In the north of Pakistan, we witnessed similar brutality in the late 1940s when some 600 unarmed protesters were killed through the use of brutal force. Even today, people who raise voice against growing injustices are ruthlessly killed on campus. Some even die of surprisingly unusual natural causes (of unheard of sudden cervical fracture). Some are forced to end their life to escape the humiliation that people high on power subject them to. Some are killed at their doorstep. Some are made to leave the country. Those who take to the streets to protest against unpaid dues are cruelly beaten. Some bear the brunt of systematic discrimination.

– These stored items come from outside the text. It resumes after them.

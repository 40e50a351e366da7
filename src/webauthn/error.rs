//! # Ceremony Errors
//!
//! Closed enumeration of every way a passkey ceremony can fail. The
//! verifiers and the credential lifecycle layer only ever return these
//! variants, so callers are forced to handle each failure kind explicitly
//! instead of catching a catch-all error.
//!
//! None of these are retried internally: every failure is terminal for the
//! ceremony attempt, and the caller may start a brand-new ceremony (with a
//! fresh challenge) if desired.

use thiserror::Error;

/// Everything that can go wrong while running a registration or
/// authentication ceremony, or mutating the durable credential set.
#[derive(Error, Debug, Clone, PartialEq, Eq)]
pub enum CeremonyError {
    /// No challenge is pending for this identity. Covers both "never
    /// requested" and "already consumed"; challenges are single-use, so a
    /// replayed completion lands here.
    #[error("no pending challenge for this identity")]
    NoPendingChallenge,

    /// A challenge existed but outlived its time window. The entry is
    /// discarded on detection; it cannot be reused.
    #[error("challenge has expired")]
    ChallengeExpired,

    /// The origin embedded in the client data does not byte-for-byte match
    /// the configured relying-party origin (scheme and port included).
    #[error("client data origin does not match the relying party origin")]
    OriginMismatch,

    /// The rpIdHash in the authenticator data does not match the SHA-256 of
    /// the configured relying-party ID.
    #[error("authenticator data rpIdHash does not match the relying party id")]
    RpIdMismatch,

    /// The response is structurally malformed: bad base64, bad CBOR, a
    /// truncated authenticator-data layout, an unsupported key type, a
    /// wrong ceremony type marker, or a challenge that does not match the
    /// issued nonce. The cause is kept for server-side diagnostics only.
    #[error("invalid authenticator response: {0}")]
    AttestationInvalid(String),

    /// The assertion signature did not verify against the stored public key.
    #[error("assertion signature verification failed")]
    SignatureInvalid,

    /// The signature counter did not advance even though the authenticator
    /// reports counter support. Fatal and non-retryable; the credential may
    /// have been cloned and should be revoked.
    #[error("signature counter regression: authenticator may be cloned")]
    PossibleCloneDetected,

    /// The presented credential ID is not stored for any user.
    #[error("presented credential is not registered")]
    UnknownCredential,

    /// The presented credential belongs to a different user than the
    /// claimed identity.
    #[error("credential does not belong to the claimed identity")]
    UserIdentityMismatch,

    /// A credential with this ID already exists, for this or any other
    /// user. Credential IDs are globally unique.
    #[error("credential is already registered")]
    CredentialAlreadyRegistered,

    /// A user must retain at least one passkey; deleting the final one is
    /// rejected.
    #[error("cannot remove the last remaining passkey")]
    CannotRemoveLastCredential,

    /// Authentication options were requested for a user with no registered
    /// credentials.
    #[error("no passkeys registered for this identity")]
    NoCredentialsRegistered,
}

/// Result alias used throughout the ceremony code.
pub type CeremonyResult<T> = Result<T, CeremonyError>;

Like the British Empire, the Indian government uses force against the Kashmiri people. The military presence in the valley is unprecedented. Cocooned in its offices, the Indian ruling elite has turned the plight of Kashmiris into a political game. The only Muslim-majority area under India’s rule has not seen a single day without conflict. The BJP’s ascent to power has also turned the life of Indian minority communities into hell. Since India knows how painful it is to be under the rule of a tyrant, it should try to not be proud of trampling democratic principles.

Whether or not the British government renders an apology, the wounds of the Jallianwala Bagh massacre will always remain fresh. Nothing can justify this brutality. But those who want to learn a lesson from history and who do not want to be ranked in the same category as the empire of fear should call out instances that are undemocratic. The death of even a single person whose only crime is to exercise his/her democratic right is the death of democracy.

The writer is a freelance contributor.